Of course the UK public sector currently has (as pointed out above) (according to The Economist) about double the level of days lost to strikes as the private sector, more sick leave, greater job security - and over recent years higher salaries too.

This situation cannot and should not be allowed to continue!


Gravatar The difficulty of sacking staff has got nowt to do with it - it's because nobody wants to do the job.* And even if they do, there's a recruitment freeze.

Sure, there's no shortage of newly-qualified nurses (though the current financial disasters and muddle-headed NuLab "reconfiguration" means that there are no jobs for 'em...). But there is a dire shortage of experienced, battle-hardened senior staff. Hence even the British Army using temps in certain areas during GWII (they are 70% understrength in critical care). Most hospitals place a ban on using "Agency" ("agency" = expensive - can't have these nurses getting paid lots for their expertise, eh? Unlike, say, Paty's beloved management consultants...), so as to control costs. NHS Professionals is designed to provide an "in-house" flexible workforce, to cover short-staffed wards and provide overtime cover. The sticking point is provision for acute areas like A+E or ITU, which often use agency staff, simply because there are not enough people who are appropriately qualified. Where acute beds in areas like PICU (kid's ITU) remain closed, it's asmuch for lack of suitable staff, as lack of money (a pretty desperate state of affairs when you need a bed for a sick child...).

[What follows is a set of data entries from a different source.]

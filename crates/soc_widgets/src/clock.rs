use core::time::Duration;

use chrono::{Local, NaiveTime, TimeDelta};

/// Shown wherever a timestamp is expected but none exists yet.
pub const CLOCK_PLACEHOLDER: &str = "00:00:00";

/// Current wall-clock time of day in the local timezone.
pub fn local_now() -> NaiveTime {
    Local::now().time()
}

/// 24h `HH:MM:SS`.
pub fn format_hms(t: NaiveTime) -> String {
    t.format("%H:%M:%S").to_string()
}

/// Moves `t` back by `by`, wrapping around midnight.
pub fn rewind(t: NaiveTime, by: Duration) -> NaiveTime {
    let delta = TimeDelta::from_std(by).unwrap_or(TimeDelta::zero());
    t.overflowing_sub_signed(delta).0
}

/// Coarse "time ago" label used by the header.
pub fn since_label(elapsed: Duration) -> String {
    let secs = elapsed.as_secs();
    match secs {
        0..=4 => "just now".to_string(),
        5..=59 => format!("{secs}s ago"),
        60..=3599 => format!("{}m ago", secs / 60),
        _ => format!("{}h ago", secs / 3600),
    }
}

#[cfg(test)]
mod tests {
    use super::*;

    fn hms(h: u32, m: u32, s: u32) -> NaiveTime {
        NaiveTime::from_hms_opt(h, m, s).unwrap()
    }

    #[test]
    fn test_format_is_zero_padded_24h() {
        assert_eq!(format_hms(hms(7, 3, 9)), "07:03:09");
        assert_eq!(format_hms(hms(23, 59, 59)), "23:59:59");
    }

    #[test]
    fn test_rewind_wraps_midnight() {
        assert_eq!(rewind(hms(0, 0, 1), Duration::from_secs(3)), hms(23, 59, 58));
        assert_eq!(rewind(hms(12, 0, 0), Duration::from_secs(90)), hms(11, 58, 30));
    }

    #[test]
    fn test_since_label_buckets() {
        assert_eq!(since_label(Duration::from_secs(2)), "just now");
        assert_eq!(since_label(Duration::from_secs(42)), "42s ago");
        assert_eq!(since_label(Duration::from_secs(125)), "2m ago");
        assert_eq!(since_label(Duration::from_secs(7300)), "2h ago");
    }
}
//! Nonce commitments, reveals and aggregation.
//!
//! Round 1 publishes `t_i = SHA256(R_i.x)`. Round 2 publishes `R_i.x` together
//! with its parity. Aggregation lifts every revealed x-coordinate to even Y,
//! sums them and derives the challenge; the declared parity of each reveal is
//! informational only, the parity recomputed from the sum is authoritative.

use crate::challenge::compute_challenge;
use crate::error::MusigError;
use crate::keyagg::AggregateKey;
use crate::keys::{Parity, lift_x};
use crypto_rs::secp256k1::{Secp256k1Point, Secp256k1Scalar};
use sha2::{Digest, Sha256};
use tracing::{debug, warn};

/// Round-1 commitment to a public nonce.
#[derive(Clone, Copy, Debug, PartialEq, Eq, Hash)]
pub struct NonceCommitment(pub [u8; 32]);

impl NonceCommitment {
    /// Commitment to a nonce with the given x-coordinate.
    pub fn for_nonce(x: &[u8; 32]) -> Self {
        NonceCommitment(Sha256::digest(x).into())
    }

    /// Whether `nonce` opens this commitment.
    pub fn verify(&self, nonce: &PublicNonce) -> bool {
        Self::for_nonce(&nonce.x) == *self
    }
}

/// Round-2 reveal: the x-coordinate of `R_i = k_i * G` and its parity.
#[derive(Clone, Copy, Debug, PartialEq, Eq, Hash)]
pub struct PublicNonce {
    x: [u8; 32],
    parity: Parity,
}

impl PublicNonce {
    pub(crate) fn from_point(point: &Secp256k1Point) -> Self {
        let mut x = [0u8; 32];
        x.copy_from_slice(&point.x_only_bytes());
        PublicNonce {
            x,
            parity: Parity::of(point),
        }
    }

    /// Parse a revealed nonce. The x-coordinate must lie on the curve.
    pub fn from_bytes(x: &[u8; 32], parity: Parity) -> Result<Self, MusigError> {
        lift_x(x).ok_or(MusigError::InvalidInput("nonce is not on the curve"))?;
        Ok(PublicNonce { x: *x, parity })
    }

    pub fn x(&self) -> &[u8; 32] {
        &self.x
    }

    pub fn parity(&self) -> Parity {
        self.parity
    }

    /// Round-1 commitment matching this reveal.
    pub fn commitment(&self) -> NonceCommitment {
        NonceCommitment::for_nonce(&self.x)
    }

    fn lifted(&self) -> Result<Secp256k1Point, MusigError> {
        lift_x(&self.x).ok_or(MusigError::InvalidInput("nonce is not on the curve"))
    }
}

/// Combined nonce and challenge shared by all signers of one ceremony.
///
/// Holds no secret material.
#[derive(Clone, Debug)]
pub struct AggregateNonce {
    combined_nonce: Secp256k1Point,
    combined_nonce_parity: Parity,
    challenge: Secp256k1Scalar,
    participants: usize,
}

impl AggregateNonce {
    /// The summed nonce point `R` before parity normalisation.
    pub fn combined_nonce(&self) -> &Secp256k1Point {
        &self.combined_nonce
    }

    pub fn combined_nonce_parity(&self) -> Parity {
        self.combined_nonce_parity
    }

    /// The challenge scalar `e`.
    pub fn challenge(&self) -> &Secp256k1Scalar {
        &self.challenge
    }

    /// 32-byte x-coordinate of `R`, the first half of the final signature.
    pub fn r_x(&self) -> [u8; 32] {
        let mut r = [0u8; 32];
        r.copy_from_slice(&self.combined_nonce.x_only_bytes());
        r
    }

    /// Number of nonces that went into `R`.
    pub fn participants(&self) -> usize {
        self.participants
    }
}

/// Combine every participant's revealed nonce and derive the challenge.
///
/// The sum is order-independent, but the set must contain exactly one reveal
/// per participant of `key`; a short set is rejected rather than silently
/// excluding a signer.
pub fn aggregate_nonces(
    nonces: &[PublicNonce],
    key: &AggregateKey,
    msg: &[u8],
) -> Result<AggregateNonce, MusigError> {
    if nonces.is_empty() {
        return Err(MusigError::EmptyNonceSet);
    }
    if nonces.len() != key.len() {
        return Err(MusigError::MissingReveals {
            expected: key.len(),
            got: nonces.len(),
        });
    }

    let mut combined_nonce = Secp256k1Point::identity();
    for nonce in nonces {
        combined_nonce = combined_nonce + &nonce.lifted()?;
    }
    if combined_nonce == Secp256k1Point::identity() {
        return Err(MusigError::InvalidInput("combined nonce is the identity"));
    }
    let combined_nonce_parity = Parity::of(&combined_nonce);
    let mut r_x = [0u8; 32];
    r_x.copy_from_slice(&combined_nonce.x_only_bytes());
    let challenge = compute_challenge(&r_x, &key.x_only(), msg);

    debug!(
        nonces = nonces.len(),
        parity = ?combined_nonce_parity,
        "aggregated nonces"
    );

    Ok(AggregateNonce {
        combined_nonce,
        combined_nonce_parity,
        challenge,
        participants: nonces.len(),
    })
}

/// Like [`aggregate_nonces`], but first checks each reveal against the
/// commitment its sender published in round 1.
pub fn aggregate_committed_nonces(
    reveals: &[(NonceCommitment, PublicNonce)],
    key: &AggregateKey,
    msg: &[u8],
) -> Result<AggregateNonce, MusigError> {
    for (index, (commitment, nonce)) in reveals.iter().enumerate() {
        if !commitment.verify(nonce) {
            warn!(index, "nonce reveal does not match commitment");
            return Err(MusigError::MismatchedCommitment { index });
        }
    }
    let nonces: Vec<PublicNonce> = reveals.iter().map(|(_, n)| *n).collect();
    aggregate_nonces(&nonces, key, msg)
}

Better retention of permanent staff is the answer, as ever. Free-marketeers might like to ponder the fact that for experienced staff nurses (i.e. critical care etc), the world is now their global labour oyster. Given the UK's heavy reliance on foreign staff nurses**, I'd be worried. And in contemplating what makes for a motivated workforce, I wouldn't wax too lyrical about the beauty of "competition" (unless you mean competing insurers), even if you believe (as I do) that healthcare provision needs to be a carefully considered mix of state-funding and multiple-providers, a la the French. I agree entirely that the NHS needs to be de-centralised, away from the dead hand of government. But the pity of current "reform" is that much that is good (and not necessarily obvious) about the current service is being dismantled, for the sake of spurious - and seemingly perpetual -"change". The infrastucture + expertise required for emergency and critical care favours "all-in-one-place", not competing entities. In the city I know best, serious stuff gets sorted because different hospitals co-operate over things like head injuries. That co-operation is rarely quantified - don't invent pseudo-markets where none exist. The high street may work wonders for plastic surgery and day-case elective procedures - but there's a reason why BUPA, Netcare etc aren't interested in complex caseloads - although they are not adverse to asset-hunting either NHS staff or facilities.

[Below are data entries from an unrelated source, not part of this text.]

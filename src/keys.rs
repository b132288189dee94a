//! Key material: x-only public keys, parity and private-key checks.
//!
//! Participant keys are BIP-340 x-only keys: only the 32-byte x-coordinate is
//! significant and the key is always lifted to the point with even Y.

use crate::error::MusigError;
use crypto_rs::secp256k1::{Secp256k1Point, Secp256k1Scalar};
use num_bigint::BigUint;
use num_traits::Zero;
use std::fmt;
use std::sync::LazyLock;

/// Order `n` of the secp256k1 group.
pub const CURVE_ORDER_BYTES: [u8; 32] = [
    0xFF, 0xFF, 0xFF, 0xFF, 0xFF, 0xFF, 0xFF, 0xFF, 0xFF, 0xFF, 0xFF, 0xFF, 0xFF, 0xFF, 0xFF, 0xFE,
    0xBA, 0xAE, 0xDC, 0xE6, 0xAF, 0x48, 0xA0, 0x3B, 0xBF, 0xD2, 0x5E, 0x8C, 0xD0, 0x36, 0x41, 0x41,
];

static CURVE_ORDER: LazyLock<BigUint> = LazyLock::new(|| BigUint::from_bytes_be(&CURVE_ORDER_BYTES));

/// Parity of a point's Y coordinate.
#[derive(Clone, Copy, Debug, PartialEq, Eq, Hash)]
pub enum Parity {
    Even,
    Odd,
}

impl Parity {
    /// Parity of `point`'s affine Y coordinate.
    pub fn of(point: &Secp256k1Point) -> Self {
        if point.y_is_odd() { Parity::Odd } else { Parity::Even }
    }

    pub fn is_even(self) -> bool {
        self == Parity::Even
    }
}

/// Lift an x-coordinate to the curve point with even Y.
pub(crate) fn lift_x(x: &[u8; 32]) -> Option<Secp256k1Point> {
    let mut compressed = [0u8; 33];
    compressed[0] = 0x02;
    compressed[1..].copy_from_slice(x);
    Secp256k1Point::from_bytes_compressed(&compressed)
}

/// Decode a canonical scalar, rejecting values not below the group order.
pub(crate) fn scalar_from_canonical(bytes: &[u8; 32]) -> Option<Secp256k1Scalar> {
    let v = BigUint::from_bytes_be(bytes);
    if v >= *CURVE_ORDER {
        return None;
    }
    Some(Secp256k1Scalar::from_bytes_be(bytes))
}

/// Validate a private key: it must lie in `[1, n)`.
pub(crate) fn secret_scalar(bytes: &[u8; 32]) -> Result<Secp256k1Scalar, MusigError> {
    if BigUint::from_bytes_be(bytes).is_zero() {
        return Err(MusigError::InvalidPrivateKey);
    }
    scalar_from_canonical(bytes).ok_or(MusigError::InvalidPrivateKey)
}

/// An x-only participant public key.
#[derive(Clone, PartialEq)]
pub struct PublicKey {
    x: [u8; 32],
    point: Secp256k1Point,
}

impl PublicKey {
    /// Parse a 32-byte x-only key or a 33-byte compressed key.
    ///
    /// A compressed key keeps only its x-coordinate; the parity prefix is dropped.
    pub fn from_bytes(bytes: &[u8]) -> Result<Self, MusigError> {
        let x: [u8; 32] = match bytes.len() {
            32 => bytes.try_into().map_err(|_| MusigError::InvalidInput("public key length"))?,
            33 => {
                if bytes[0] != 0x02 && bytes[0] != 0x03 {
                    return Err(MusigError::InvalidInput("public key prefix"));
                }
                bytes[1..]
                    .try_into()
                    .map_err(|_| MusigError::InvalidInput("public key length"))?
            }
            _ => return Err(MusigError::InvalidInput("public key length")),
        };
        let point = lift_x(&x).ok_or(MusigError::InvalidInput("public key is not on the curve"))?;
        Ok(PublicKey { x, point })
    }

    /// Derive the x-only public key of a private key.
    pub fn from_secret(private_key: &[u8; 32]) -> Result<Self, MusigError> {
        let sk = secret_scalar(private_key)?;
        let full = Secp256k1Point::generator() * &sk;
        Ok(Self::from_point(&full))
    }

    /// The x-only key of an arbitrary non-identity point.
    pub(crate) fn from_point(point: &Secp256k1Point) -> Self {
        let point = if point.y_is_odd() { -point.clone() } else { point.clone() };
        let mut x = [0u8; 32];
        x.copy_from_slice(&point.x_only_bytes());
        PublicKey { x, point }
    }

    /// The 32-byte x-only encoding.
    pub fn to_bytes(&self) -> [u8; 32] {
        self.x
    }

    /// The even-Y curve point this key stands for.
    pub fn point(&self) -> &Secp256k1Point {
        &self.point
    }
}

impl fmt::Debug for PublicKey {
    fn fmt(&self, f: &mut fmt::Formatter<'_>) -> fmt::Result {
        write!(f, "PublicKey(")?;
        for b in &self.x {
            write!(f, "{:02x}", b)?;
        }
        write!(f, ")")
    }
}
//! BIP-340 verification of final signatures.
//!
//! The protocol itself never calls this; it exists so callers and tests can
//! check a `(R.x || s)` signature against the aggregate key's x-coordinate
//! exactly as a standard single-key verifier would.

use crate::keyagg::AggregateKey;
use crate::sign::FinalSignature;
use crypto_rs::schnorr::schnorr_verify;

/// Verify `sig` over `msg` against the aggregate key.
pub fn verify(sig: &FinalSignature, key: &AggregateKey, msg: &[u8]) -> bool {
    verify_x_only(&key.x_only(), msg, sig)
}

/// Verify `sig` over `msg` against a 32-byte x-only public key.
pub fn verify_x_only(x_only: &[u8; 32], msg: &[u8], sig: &FinalSignature) -> bool {
    schnorr_verify(x_only, msg, &sig.to_bytes())
}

Critics of the NHS always bang on about the charitable hospitals which preceded it (and still operate as such, a la Great Ormond Street). If all state funding for healthcare provision stopped tomorrow, my guess is that such a model - and not th


Gravatar (cough, continued...)

If all state funding for healthcare provision stopped tomorrow, my guess is that such a model - and not the beloved market - would end up taking the strain.


*Would you, Wat? Especially given that you seem to turn pale at the very thought of what your old friend Dr Crippen has to put up with.

**Language difficulties pale into insignificance compared to the sterling work of - in particular -Filipino Staff Nurses. Without 'em, we'd be screwed.


Gravatar **Language difficulties pale into insignificance compared to the sterling work of - in particular -Filipino Staff Nurses.

Yes indeed. In hospitals and in nursing homes, they do a terrific job. (I haven't come across any with bad English, I suspect some British people think anyone with an accent they aren't familiar with speaks bad English.)

A note on agency nurses. Some are very good. But yes, fewer should be hired.